You can protect the sensitive data you exchange by using encryption and a password. To find out more, see page 29 of the CPA Guide on Best Practices in IT Use. You can also use a secure document storage and sharing cloud service like Docurium. This platform is part of a service offer negotiated by the Order along with the Barreau du Québec and the Chambre des notaires.
Also make sure that you have obtained your clients’ authorization to email documents protected by professional secrecy. At the same time, validate the email address your clients want you to use.
To find out more about CPAs’ use of email, see the article “Email: Can Efficiency and Quality Go Hand in Hand?”
Given the risk of spreading COVID-19, do I have to provide clients who insist on receiving hard-copy documents?
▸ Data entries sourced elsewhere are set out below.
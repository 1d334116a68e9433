//! 分阶段 session 过滤流水线.
//!
//! 流水线持有原始表的不可变快照与一张工作表. 每次 [`SessionFilterPipeline::run`]
//! 都从原始表重新开始, 按阶段号升序依次执行各阶段的启发式, 并记录:
//!
//! 1. 丢弃日志: 每个启发式一条 `(阶段, 启发式名, 被丢弃的行)`;
//! 2. 检查点: 每个阶段结束时工作表的深拷贝;
//! 3. 诊断: 畸形数据行.

use std::collections::BTreeMap;
use std::fmt;

use crate::config::{Field, QcConfig};
use crate::data::{visit, RawTable, SessionTable};
use crate::error::{QcError, QcResult};
use crate::heuristics::{self, Heuristic};

mod summary;

pub use summary::{DropDetail, ManufacturerMissing, OverlapReport, PhaseSummary};

/// 阶段号到该阶段启发式 (按执行顺序) 的映射.
pub type PhaseMap = BTreeMap<u32, Vec<Heuristic>>;

/// 默认阶段划分.
///
/// - 阶段 0: 文件存在性;
/// - 阶段 1: 采集几何与时长;
/// - 阶段 2: 采集质量.
pub fn default_phases() -> PhaseMap {
    use heuristics::*;

    BTreeMap::from([
        (0, vec![KNOWN_BAD_IMAGE, MISSING_DATA, MISSING_T1W]),
        (1, vec![LOW_SCAN_DEPTH, INVALID_REPETITION_TIME, SHORT_DURATION]),
        (2, vec![LOW_PERCENT_PHASE_FOV, BAD_COIL]),
    ])
}

/// 流水线状态.
#[derive(Copy, Clone, Debug, Eq, PartialEq)]
pub enum State {
    /// 尚未运行.
    Initialized,

    /// 正在执行某阶段.
    Running(u32),

    /// 某阶段已完成, 检查点已保存.
    Complete(u32),

    /// 不超过阶段上限的所有阶段都已执行.
    Done,
}

/// 一条畸形数据行的诊断信息.
#[derive(Clone, Debug, PartialEq)]
pub struct Diagnostic {
    /// 阶段号.
    pub phase: u32,
    /// 启发式代码名.
    pub heuristic: &'static str,
    /// 原始行号.
    pub row: usize,
    /// 被试 ID.
    pub subject_id: String,
    /// 访视代码.
    pub visit_code: String,
    /// 错误描述.
    pub message: String,
}

impl fmt::Display for Diagnostic {
    fn fmt(&self, f: &mut fmt::Formatter<'_>) -> fmt::Result {
        write!(
            f,
            "phase {} `{}`: row {} ({}, {}) dropped: {}",
            self.phase, self.heuristic, self.row, self.subject_id, self.visit_code, self.message
        )
    }
}

/// 丢弃日志的一条记录.
#[derive(Clone, Debug, PartialEq)]
pub struct DropEntry {
    /// 阶段号.
    pub phase: u32,
    /// 启发式代码名.
    pub heuristic: &'static str,
    /// 被该启发式丢弃的行 (全部原始列).
    pub rows: SessionTable,
}

impl DropEntry {
    /// 被丢弃行的原始行号.
    #[inline]
    pub fn row_ids(&self) -> Vec<usize> {
        self.rows.row_ids()
    }
}

/// 分阶段 session 过滤流水线.
#[derive(Clone, Debug)]
pub struct SessionFilterPipeline {
    original: SessionTable,
    current: SessionTable,
    phases: PhaseMap,
    config: QcConfig,
    drops: Vec<DropEntry>,
    checkpoints: BTreeMap<u32, SessionTable>,
    diagnostics: Vec<Diagnostic>,
    state: State,
}

impl SessionFilterPipeline {
    /// 使用默认阶段划分构造.
    pub fn new(table: SessionTable, config: QcConfig) -> Self {
        Self {
            current: table.clone(),
            original: table,
            phases: default_phases(),
            config,
            drops: Vec::new(),
            checkpoints: BTreeMap::new(),
            diagnostics: Vec::new(),
            state: State::Initialized,
        }
    }

    /// 使用自定义阶段划分构造. 启发式名在整条流水线中必须唯一.
    pub fn with_phases(table: SessionTable, config: QcConfig, phases: PhaseMap) -> QcResult<Self> {
        let mut seen = Vec::new();
        for h in phases.values().flatten() {
            if seen.contains(&h.name()) {
                return Err(QcError::InvalidConfig(format!(
                    "heuristic `{}` appears more than once in the phase map",
                    h.name()
                )));
            }
            seen.push(h.name());
        }
        let mut ans = Self::new(table, config);
        ans.phases = phases;
        Ok(ans)
    }

    /// 运行阶段号不超过 `phase_limit` 的所有阶段, 返回最终工作表.
    ///
    /// 运行前先检查所有将要执行的启发式所需的列; 缺列时直接返回错误, 不改变任何状态.
    pub fn run(&mut self, phase_limit: u32) -> QcResult<&SessionTable> {
        for h in self.phases.range(..=phase_limit).flat_map(|(_, hs)| hs) {
            self.original.require(h.required(), &self.config.fields)?;
        }

        self.current = self.original.clone();
        self.drops.clear();
        self.checkpoints.clear();
        self.diagnostics.clear();
        self.state = State::Initialized;

        for (&phase, hs) in self.phases.range(..=phase_limit) {
            self.state = State::Running(phase);
            log::info!("Phase {phase}: {} sessions in", self.current.len());

            for h in hs.iter() {
                let mask = h.mask(&self.current, &self.config)?;
                for (pos, err) in mask.faults.iter() {
                    let r = &self.current.records()[*pos];
                    let d = Diagnostic {
                        phase,
                        heuristic: h.name(),
                        row: r.row,
                        subject_id: r.subject_id.clone(),
                        visit_code: r.visit_code.clone(),
                        message: err.to_string(),
                    };
                    log::warn!("{d}");
                    self.diagnostics.push(d);
                }

                let (kept, dropped) = self.current.partition(&mask.keep);
                log::info!(
                    "  {:<32} dropped {:>5}, remaining {:>5}",
                    h.name(),
                    dropped.len(),
                    kept.len()
                );
                self.drops.push(DropEntry {
                    phase,
                    heuristic: h.name(),
                    rows: dropped,
                });
                self.current = kept;
            }

            self.checkpoints.insert(phase, self.current.clone());
            self.state = State::Complete(phase);
        }

        self.state = State::Done;
        Ok(&self.current)
    }

    /// 原始表.
    #[inline]
    pub fn original(&self) -> &SessionTable {
        &self.original
    }

    /// 当前工作表. 运行结束后即最终结果.
    #[inline]
    pub fn final_table(&self) -> &SessionTable {
        &self.current
    }

    /// 阶段划分.
    #[inline]
    pub fn phases(&self) -> &PhaseMap {
        &self.phases
    }

    /// 配置.
    #[inline]
    pub fn config(&self) -> &QcConfig {
        &self.config
    }

    /// 当前状态.
    #[inline]
    pub fn state(&self) -> State {
        self.state
    }

    /// 按执行顺序排列的丢弃日志.
    #[inline]
    pub fn drop_log(&self) -> &[DropEntry] {
        &self.drops
    }

    /// 某个启发式在本次运行中丢弃的行. 该启发式未执行时返回 `None`.
    pub fn dropped(&self, heuristic: &str) -> Option<&SessionTable> {
        self.drops
            .iter()
            .find(|e| e.heuristic == heuristic)
            .map(|e| &e.rows)
    }

    /// 某阶段结束时的检查点.
    #[inline]
    pub fn checkpoint(&self, phase: u32) -> Option<&SessionTable> {
        self.checkpoints.get(&phase)
    }

    /// 所有检查点.
    #[inline]
    pub fn checkpoints(&self) -> &BTreeMap<u32, SessionTable> {
        &self.checkpoints
    }

    /// 畸形数据行的诊断.
    #[inline]
    pub fn diagnostics(&self) -> &[Diagnostic] {
        &self.diagnostics
    }

    /// 某阶段的输入表: 前一个已执行阶段的检查点, 或原始表.
    fn phase_input(&self, phase: u32) -> &SessionTable {
        self.checkpoints
            .range(..phase)
            .next_back()
            .map_or(&self.original, |(_, t)| t)
    }

    /// 阶段 `phase` 输入表上按厂商统计的缺失字段. 该阶段尚未执行时返回 `None`.
    pub fn missing_by_manufacturer(&self, phase: u32) -> Option<Vec<ManufacturerMissing>> {
        self.checkpoints
            .contains_key(&phase)
            .then(|| ManufacturerMissing::tally(self.phase_input(phase)))
    }

    /// 对最终工作表按被试汇总访视代码.
    pub fn visit_rollup(&self) -> RawTable {
        visit::visit_rollup(&self.current, self.config.fields.column(Field::SubjectId))
    }

    /// 本次运行的汇总.
    pub fn summary(&self) -> PhaseSummary {
        let mut remaining = self.original.len();
        let drop_details = self
            .drops
            .iter()
            .map(|e| {
                remaining -= e.rows.len();
                let h = self.heuristic(e.heuristic);
                DropDetail {
                    phase: e.phase,
                    heuristic: e.heuristic,
                    label: h.map_or(e.heuristic, |h| h.label()),
                    description: h.map_or("", |h| h.description()),
                    dropped: e.rows.len(),
                    remaining,
                }
            })
            .collect();

        PhaseSummary {
            initial_count: self.original.len(),
            initial_subjects: self.original.subject_count(),
            final_kept: self.current.len(),
            final_subjects: self.current.subject_count(),
            total_dropped: self.original.len() - self.current.len(),
            drop_details,
        }
    }

    fn heuristic(&self, name: &str) -> Option<Heuristic> {
        self.phases
            .values()
            .flatten()
            .copied()
            .find(|h| h.name() == name)
    }

    /// 独立重叠分析.
    ///
    /// 在阶段 `phase` 的输入表上单独重跑该阶段的每个启发式, 统计各自的丢弃数、
    /// 被全部启发式丢弃的行数与被任一启发式丢弃的行数. 只做报告, 不改变丢弃日志.
    /// 该阶段尚未执行时返回 `Ok(None)`.
    pub fn overlap(&self, phase: u32) -> QcResult<Option<OverlapReport>> {
        let (Some(hs), Some(after)) = (self.phases.get(&phase), self.checkpoints.get(&phase)) else {
            return Ok(None);
        };
        let input = self.phase_input(phase);

        let mut per_heuristic = Vec::with_capacity(hs.len());
        let mut all = vec![!hs.is_empty(); input.len()];
        let mut any = vec![false; input.len()];
        for h in hs.iter() {
            let mask = h.mask(input, &self.config)?;
            for (i, keep) in mask.keep.iter().enumerate() {
                all[i] &= !keep;
                any[i] |= !keep;
            }
            per_heuristic.push((h.name(), mask.dropped()));
        }

        Ok(Some(OverlapReport {
            phase,
            input_count: input.len(),
            per_heuristic,
            dropped_by_all: all.iter().filter(|b| **b).count(),
            dropped_by_any: any.iter().filter(|b| **b).count(),
            remaining: after.len(),
        }))
    }
}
Pursuant to Section 46.1 of the Code of ethics, you must promptly return documents to your client or your client’s representative. You may nevertheless explain to the client that sending documents electronically is preferable in the current context, for your mutual safety and that of your respective teams. Despite everything, if your client insists on hard-copy documents, make sure you abide by the government health directives and keep proof that you have tried to convince the client to agree to electronic transmission of the documents.
Can I use social media to circulate information during the crisis?
Yes, but keep in mind that as a CPA you must at all times be prudent, professional and show restraint in using social media. This is particularly vital during the current crisis, when communication is especially important for maintaining relations with your clients. To avoid blunders, see the article “5 Useful Tips to Help You Avoid Social Media Gaffes.”